-- Opening Marker --
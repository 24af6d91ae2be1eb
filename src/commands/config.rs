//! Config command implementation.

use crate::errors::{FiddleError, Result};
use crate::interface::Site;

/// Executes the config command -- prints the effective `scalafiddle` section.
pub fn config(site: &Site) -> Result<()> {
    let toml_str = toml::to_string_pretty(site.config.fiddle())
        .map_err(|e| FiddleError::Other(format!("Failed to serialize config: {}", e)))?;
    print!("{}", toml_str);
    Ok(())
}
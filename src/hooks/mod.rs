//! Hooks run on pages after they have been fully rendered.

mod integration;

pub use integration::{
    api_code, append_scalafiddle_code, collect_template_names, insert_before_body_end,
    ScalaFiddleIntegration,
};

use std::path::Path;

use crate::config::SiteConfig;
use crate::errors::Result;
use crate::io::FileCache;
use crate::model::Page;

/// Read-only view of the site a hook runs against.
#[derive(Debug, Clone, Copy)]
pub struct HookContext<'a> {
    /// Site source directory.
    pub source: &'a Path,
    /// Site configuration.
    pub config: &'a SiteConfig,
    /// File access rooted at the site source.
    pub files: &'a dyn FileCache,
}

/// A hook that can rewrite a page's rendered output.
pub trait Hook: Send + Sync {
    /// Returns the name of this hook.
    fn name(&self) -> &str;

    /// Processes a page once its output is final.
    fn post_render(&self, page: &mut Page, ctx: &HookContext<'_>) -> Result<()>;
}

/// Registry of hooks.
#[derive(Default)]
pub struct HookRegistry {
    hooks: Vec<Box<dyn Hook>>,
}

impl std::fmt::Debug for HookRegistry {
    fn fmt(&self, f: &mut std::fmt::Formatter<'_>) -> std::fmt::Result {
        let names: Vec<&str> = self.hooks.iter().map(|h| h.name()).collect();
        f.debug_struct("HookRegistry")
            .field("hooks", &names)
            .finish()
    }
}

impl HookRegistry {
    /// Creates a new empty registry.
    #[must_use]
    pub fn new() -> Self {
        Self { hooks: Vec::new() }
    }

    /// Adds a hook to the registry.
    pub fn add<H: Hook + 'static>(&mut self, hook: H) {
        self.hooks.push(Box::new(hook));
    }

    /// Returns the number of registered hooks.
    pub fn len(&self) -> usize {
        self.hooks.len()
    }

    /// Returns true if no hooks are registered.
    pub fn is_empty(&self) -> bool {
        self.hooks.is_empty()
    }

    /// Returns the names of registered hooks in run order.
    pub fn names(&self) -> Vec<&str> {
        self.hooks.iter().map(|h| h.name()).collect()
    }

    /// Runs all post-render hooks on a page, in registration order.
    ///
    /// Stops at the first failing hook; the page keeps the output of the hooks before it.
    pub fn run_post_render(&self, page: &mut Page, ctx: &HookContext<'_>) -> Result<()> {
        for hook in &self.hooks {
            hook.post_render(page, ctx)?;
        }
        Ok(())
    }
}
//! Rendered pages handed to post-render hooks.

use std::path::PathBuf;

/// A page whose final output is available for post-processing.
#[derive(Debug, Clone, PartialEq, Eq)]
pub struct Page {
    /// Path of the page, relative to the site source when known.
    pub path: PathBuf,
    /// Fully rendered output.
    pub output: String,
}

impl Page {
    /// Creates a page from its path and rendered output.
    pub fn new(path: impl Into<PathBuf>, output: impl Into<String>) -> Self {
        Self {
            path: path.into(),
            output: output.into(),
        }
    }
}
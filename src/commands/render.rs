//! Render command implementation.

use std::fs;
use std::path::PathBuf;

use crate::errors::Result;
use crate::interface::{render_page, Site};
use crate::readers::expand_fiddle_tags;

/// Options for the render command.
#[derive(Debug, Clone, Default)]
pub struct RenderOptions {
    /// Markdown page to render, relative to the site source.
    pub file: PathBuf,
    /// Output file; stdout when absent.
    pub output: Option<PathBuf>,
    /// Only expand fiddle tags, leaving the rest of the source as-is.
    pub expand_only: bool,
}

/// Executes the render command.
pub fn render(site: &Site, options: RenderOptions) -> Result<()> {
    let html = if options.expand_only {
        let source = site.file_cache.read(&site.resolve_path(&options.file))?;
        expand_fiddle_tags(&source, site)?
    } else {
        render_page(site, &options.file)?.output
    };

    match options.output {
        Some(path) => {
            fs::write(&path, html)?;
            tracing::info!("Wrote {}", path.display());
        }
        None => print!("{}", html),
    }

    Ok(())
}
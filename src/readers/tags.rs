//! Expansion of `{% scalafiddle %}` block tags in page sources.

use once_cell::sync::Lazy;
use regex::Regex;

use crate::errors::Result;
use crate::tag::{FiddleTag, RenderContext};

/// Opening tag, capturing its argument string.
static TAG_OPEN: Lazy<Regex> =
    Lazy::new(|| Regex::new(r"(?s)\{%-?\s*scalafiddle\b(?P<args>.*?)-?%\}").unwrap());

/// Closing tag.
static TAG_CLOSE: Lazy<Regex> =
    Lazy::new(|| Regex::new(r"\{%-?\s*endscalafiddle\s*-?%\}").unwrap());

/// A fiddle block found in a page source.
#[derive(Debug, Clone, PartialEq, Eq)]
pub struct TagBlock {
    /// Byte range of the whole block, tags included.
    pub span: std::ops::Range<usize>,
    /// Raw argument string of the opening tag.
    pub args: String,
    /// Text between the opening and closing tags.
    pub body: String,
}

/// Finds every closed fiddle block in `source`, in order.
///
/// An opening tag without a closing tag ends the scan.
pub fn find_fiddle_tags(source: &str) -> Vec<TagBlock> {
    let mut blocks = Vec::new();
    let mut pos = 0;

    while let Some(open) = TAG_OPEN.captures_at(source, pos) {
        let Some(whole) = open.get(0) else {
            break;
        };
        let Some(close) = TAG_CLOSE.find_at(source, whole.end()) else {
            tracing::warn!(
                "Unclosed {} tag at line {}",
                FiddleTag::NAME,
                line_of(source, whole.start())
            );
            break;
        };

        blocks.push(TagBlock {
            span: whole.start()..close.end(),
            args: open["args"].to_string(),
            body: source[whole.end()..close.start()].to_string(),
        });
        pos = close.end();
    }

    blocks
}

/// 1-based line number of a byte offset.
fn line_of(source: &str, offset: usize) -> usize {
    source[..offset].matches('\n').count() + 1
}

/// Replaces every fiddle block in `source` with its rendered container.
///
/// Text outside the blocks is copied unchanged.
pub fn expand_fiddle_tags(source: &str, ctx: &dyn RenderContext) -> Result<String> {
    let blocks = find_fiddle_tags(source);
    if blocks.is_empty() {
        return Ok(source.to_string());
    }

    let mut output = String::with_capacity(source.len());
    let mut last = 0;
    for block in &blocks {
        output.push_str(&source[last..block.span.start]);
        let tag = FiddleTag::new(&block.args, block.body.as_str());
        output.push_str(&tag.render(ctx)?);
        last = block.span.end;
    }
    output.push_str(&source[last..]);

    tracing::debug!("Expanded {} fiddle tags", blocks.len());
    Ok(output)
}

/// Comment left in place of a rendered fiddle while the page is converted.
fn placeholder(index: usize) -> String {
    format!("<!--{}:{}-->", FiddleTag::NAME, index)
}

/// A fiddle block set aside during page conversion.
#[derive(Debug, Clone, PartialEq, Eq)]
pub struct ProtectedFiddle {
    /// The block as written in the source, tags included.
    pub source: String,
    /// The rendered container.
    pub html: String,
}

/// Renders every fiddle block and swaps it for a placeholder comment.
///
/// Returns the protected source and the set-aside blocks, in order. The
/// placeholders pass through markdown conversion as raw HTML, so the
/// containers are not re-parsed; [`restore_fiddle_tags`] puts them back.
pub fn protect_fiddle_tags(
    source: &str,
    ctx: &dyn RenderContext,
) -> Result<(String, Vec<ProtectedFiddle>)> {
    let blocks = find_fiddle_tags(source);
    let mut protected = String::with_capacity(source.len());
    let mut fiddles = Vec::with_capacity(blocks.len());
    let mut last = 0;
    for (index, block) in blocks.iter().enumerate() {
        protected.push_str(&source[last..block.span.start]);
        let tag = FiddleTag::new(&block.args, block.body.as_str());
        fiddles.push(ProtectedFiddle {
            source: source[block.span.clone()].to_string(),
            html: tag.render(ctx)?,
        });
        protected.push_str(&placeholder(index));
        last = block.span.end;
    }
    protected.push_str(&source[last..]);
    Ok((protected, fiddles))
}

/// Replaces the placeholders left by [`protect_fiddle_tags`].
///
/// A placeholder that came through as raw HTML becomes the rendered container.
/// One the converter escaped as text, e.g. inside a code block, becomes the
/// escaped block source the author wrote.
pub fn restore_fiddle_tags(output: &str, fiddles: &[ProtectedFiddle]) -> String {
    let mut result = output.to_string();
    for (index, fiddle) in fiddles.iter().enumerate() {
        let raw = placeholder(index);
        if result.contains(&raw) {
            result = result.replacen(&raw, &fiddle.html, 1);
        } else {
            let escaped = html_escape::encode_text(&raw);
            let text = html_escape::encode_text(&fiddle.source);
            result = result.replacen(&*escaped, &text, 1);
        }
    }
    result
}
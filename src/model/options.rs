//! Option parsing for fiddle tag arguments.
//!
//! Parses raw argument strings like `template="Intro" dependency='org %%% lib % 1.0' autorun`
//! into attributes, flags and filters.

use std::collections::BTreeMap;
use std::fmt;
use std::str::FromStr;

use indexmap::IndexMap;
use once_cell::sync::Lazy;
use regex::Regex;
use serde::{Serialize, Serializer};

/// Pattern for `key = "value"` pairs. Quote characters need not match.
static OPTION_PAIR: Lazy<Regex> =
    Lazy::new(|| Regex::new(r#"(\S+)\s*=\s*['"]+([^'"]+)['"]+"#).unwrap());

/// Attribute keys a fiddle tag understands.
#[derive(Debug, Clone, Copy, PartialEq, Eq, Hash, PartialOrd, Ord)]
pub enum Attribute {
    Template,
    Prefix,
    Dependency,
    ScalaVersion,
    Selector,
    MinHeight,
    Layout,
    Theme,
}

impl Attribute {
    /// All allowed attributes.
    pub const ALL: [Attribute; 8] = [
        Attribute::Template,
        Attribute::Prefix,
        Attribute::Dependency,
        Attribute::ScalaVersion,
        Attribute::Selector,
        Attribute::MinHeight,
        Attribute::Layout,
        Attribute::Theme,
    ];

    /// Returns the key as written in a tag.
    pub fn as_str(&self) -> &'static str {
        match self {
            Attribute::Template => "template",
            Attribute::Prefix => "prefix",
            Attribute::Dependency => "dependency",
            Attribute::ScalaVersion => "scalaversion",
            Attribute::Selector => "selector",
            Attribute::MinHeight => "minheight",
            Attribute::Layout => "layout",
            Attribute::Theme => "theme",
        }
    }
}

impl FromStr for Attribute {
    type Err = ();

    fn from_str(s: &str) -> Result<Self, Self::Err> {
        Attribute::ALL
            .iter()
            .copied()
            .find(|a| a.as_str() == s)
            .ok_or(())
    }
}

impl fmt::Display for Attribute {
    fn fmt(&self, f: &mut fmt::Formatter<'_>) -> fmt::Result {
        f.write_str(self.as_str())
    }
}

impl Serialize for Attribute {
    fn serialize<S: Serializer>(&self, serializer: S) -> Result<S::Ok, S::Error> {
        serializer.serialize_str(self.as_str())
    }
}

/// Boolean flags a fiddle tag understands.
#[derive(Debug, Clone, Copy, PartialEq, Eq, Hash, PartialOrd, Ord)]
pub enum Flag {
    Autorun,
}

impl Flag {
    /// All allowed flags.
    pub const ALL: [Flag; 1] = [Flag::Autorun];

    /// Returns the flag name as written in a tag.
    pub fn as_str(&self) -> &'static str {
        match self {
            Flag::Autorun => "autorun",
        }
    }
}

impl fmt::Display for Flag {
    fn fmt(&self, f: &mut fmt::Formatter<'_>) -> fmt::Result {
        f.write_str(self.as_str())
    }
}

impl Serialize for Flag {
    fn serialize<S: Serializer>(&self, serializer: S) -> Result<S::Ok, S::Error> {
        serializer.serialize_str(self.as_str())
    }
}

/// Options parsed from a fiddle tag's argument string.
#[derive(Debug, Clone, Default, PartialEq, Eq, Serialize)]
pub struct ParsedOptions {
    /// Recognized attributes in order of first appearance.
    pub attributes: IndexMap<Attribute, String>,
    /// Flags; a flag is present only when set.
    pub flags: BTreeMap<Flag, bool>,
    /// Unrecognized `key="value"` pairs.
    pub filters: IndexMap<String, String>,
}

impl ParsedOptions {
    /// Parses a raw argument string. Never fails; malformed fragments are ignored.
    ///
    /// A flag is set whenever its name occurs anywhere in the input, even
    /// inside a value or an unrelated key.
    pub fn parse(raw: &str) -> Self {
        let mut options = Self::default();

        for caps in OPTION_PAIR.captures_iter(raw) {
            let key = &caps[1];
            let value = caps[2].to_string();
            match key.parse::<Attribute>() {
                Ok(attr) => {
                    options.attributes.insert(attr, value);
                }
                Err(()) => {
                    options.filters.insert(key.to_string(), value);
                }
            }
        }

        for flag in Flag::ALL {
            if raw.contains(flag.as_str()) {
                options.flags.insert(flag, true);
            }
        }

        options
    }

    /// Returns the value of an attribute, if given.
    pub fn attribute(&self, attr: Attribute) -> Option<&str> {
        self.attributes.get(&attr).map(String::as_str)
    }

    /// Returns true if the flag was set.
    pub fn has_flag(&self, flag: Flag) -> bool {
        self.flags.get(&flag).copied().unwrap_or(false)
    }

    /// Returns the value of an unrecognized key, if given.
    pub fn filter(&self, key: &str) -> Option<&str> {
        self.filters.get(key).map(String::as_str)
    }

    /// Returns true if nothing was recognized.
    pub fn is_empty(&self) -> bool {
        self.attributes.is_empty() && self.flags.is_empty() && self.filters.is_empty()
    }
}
-- Closing Marker --
-- Opening Marker --
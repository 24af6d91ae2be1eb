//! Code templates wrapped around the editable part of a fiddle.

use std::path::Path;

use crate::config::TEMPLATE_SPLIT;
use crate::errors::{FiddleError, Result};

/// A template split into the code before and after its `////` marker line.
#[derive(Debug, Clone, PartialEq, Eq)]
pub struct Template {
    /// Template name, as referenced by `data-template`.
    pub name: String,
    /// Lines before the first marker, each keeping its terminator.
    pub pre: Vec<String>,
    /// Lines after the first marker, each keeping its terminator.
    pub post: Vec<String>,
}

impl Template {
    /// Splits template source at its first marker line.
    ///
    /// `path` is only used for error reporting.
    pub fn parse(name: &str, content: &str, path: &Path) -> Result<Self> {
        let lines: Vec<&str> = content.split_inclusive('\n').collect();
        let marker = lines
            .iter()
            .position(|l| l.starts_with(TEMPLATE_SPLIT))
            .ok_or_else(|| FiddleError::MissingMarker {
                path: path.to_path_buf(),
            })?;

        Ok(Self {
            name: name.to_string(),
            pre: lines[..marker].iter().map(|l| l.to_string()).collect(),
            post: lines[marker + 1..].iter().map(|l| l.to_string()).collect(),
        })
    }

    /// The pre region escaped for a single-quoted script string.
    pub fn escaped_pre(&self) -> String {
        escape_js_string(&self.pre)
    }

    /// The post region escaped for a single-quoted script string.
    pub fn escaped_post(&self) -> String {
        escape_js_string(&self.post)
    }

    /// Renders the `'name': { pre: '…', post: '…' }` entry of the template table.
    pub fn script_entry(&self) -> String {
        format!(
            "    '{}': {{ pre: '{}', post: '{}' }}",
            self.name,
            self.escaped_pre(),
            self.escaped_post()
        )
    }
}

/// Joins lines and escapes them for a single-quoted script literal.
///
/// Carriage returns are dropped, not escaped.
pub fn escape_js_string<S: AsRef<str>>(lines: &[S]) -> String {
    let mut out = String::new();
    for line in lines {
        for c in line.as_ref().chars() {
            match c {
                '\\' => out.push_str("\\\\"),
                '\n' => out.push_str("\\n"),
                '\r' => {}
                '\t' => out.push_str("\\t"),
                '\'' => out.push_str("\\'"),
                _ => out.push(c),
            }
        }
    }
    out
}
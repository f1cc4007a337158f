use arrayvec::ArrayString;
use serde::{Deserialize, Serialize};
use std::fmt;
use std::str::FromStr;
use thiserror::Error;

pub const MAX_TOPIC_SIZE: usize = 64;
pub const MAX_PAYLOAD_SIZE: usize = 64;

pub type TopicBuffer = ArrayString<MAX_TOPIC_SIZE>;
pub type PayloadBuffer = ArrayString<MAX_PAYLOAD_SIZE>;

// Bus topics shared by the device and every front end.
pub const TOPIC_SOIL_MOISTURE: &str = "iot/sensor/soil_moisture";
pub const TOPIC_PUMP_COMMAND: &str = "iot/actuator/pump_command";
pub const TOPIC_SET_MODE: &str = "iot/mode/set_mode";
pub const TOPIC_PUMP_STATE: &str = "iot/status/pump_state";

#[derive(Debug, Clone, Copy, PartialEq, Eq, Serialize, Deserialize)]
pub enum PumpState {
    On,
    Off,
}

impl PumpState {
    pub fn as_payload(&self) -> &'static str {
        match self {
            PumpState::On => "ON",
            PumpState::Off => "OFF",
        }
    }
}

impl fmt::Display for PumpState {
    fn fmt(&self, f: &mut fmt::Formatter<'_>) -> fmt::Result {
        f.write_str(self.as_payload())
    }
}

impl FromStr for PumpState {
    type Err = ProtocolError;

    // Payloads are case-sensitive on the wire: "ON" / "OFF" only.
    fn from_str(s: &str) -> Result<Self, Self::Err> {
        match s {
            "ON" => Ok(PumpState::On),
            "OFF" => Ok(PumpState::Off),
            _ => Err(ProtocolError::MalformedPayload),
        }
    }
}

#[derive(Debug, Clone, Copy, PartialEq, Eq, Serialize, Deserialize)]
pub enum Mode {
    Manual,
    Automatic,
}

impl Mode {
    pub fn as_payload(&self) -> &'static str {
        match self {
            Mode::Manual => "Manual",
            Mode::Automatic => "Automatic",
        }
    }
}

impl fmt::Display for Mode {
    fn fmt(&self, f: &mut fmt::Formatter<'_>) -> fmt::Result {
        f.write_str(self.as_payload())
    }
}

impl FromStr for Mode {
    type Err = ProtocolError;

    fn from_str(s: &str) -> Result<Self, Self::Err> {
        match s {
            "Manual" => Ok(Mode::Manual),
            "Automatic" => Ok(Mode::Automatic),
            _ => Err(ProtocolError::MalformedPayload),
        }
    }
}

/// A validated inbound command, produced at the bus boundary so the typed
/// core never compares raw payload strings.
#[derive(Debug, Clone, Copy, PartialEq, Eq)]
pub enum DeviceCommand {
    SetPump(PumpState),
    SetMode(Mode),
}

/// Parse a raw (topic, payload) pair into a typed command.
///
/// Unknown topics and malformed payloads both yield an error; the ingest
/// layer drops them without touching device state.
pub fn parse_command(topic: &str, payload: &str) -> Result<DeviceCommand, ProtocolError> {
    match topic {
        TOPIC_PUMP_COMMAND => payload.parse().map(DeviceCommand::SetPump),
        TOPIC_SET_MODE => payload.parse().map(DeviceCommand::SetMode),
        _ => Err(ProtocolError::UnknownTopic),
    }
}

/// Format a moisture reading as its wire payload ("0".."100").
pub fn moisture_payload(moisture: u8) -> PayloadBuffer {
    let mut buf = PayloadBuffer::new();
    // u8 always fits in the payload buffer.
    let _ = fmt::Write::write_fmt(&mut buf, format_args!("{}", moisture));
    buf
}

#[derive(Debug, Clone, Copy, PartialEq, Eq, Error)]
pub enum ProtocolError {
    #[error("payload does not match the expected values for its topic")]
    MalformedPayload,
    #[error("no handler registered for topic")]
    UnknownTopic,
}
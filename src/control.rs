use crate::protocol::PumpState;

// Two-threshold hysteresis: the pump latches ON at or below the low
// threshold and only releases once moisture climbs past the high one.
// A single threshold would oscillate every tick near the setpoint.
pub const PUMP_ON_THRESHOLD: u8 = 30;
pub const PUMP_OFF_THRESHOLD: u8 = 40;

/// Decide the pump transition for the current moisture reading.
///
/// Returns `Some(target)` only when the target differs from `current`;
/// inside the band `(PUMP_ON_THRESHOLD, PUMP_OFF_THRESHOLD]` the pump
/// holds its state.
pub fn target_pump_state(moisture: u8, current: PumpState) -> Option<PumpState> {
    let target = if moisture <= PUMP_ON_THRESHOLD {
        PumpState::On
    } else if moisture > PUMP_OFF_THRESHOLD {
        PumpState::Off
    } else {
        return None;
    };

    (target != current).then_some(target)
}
-- Closing Marker --
• **EXERCISE AIM**:
Please find the lines in the data that contain the word "allowed" and copy them.

• **TASK ANSWER**:
    /// All allowed attributes.
    /// All allowed flags.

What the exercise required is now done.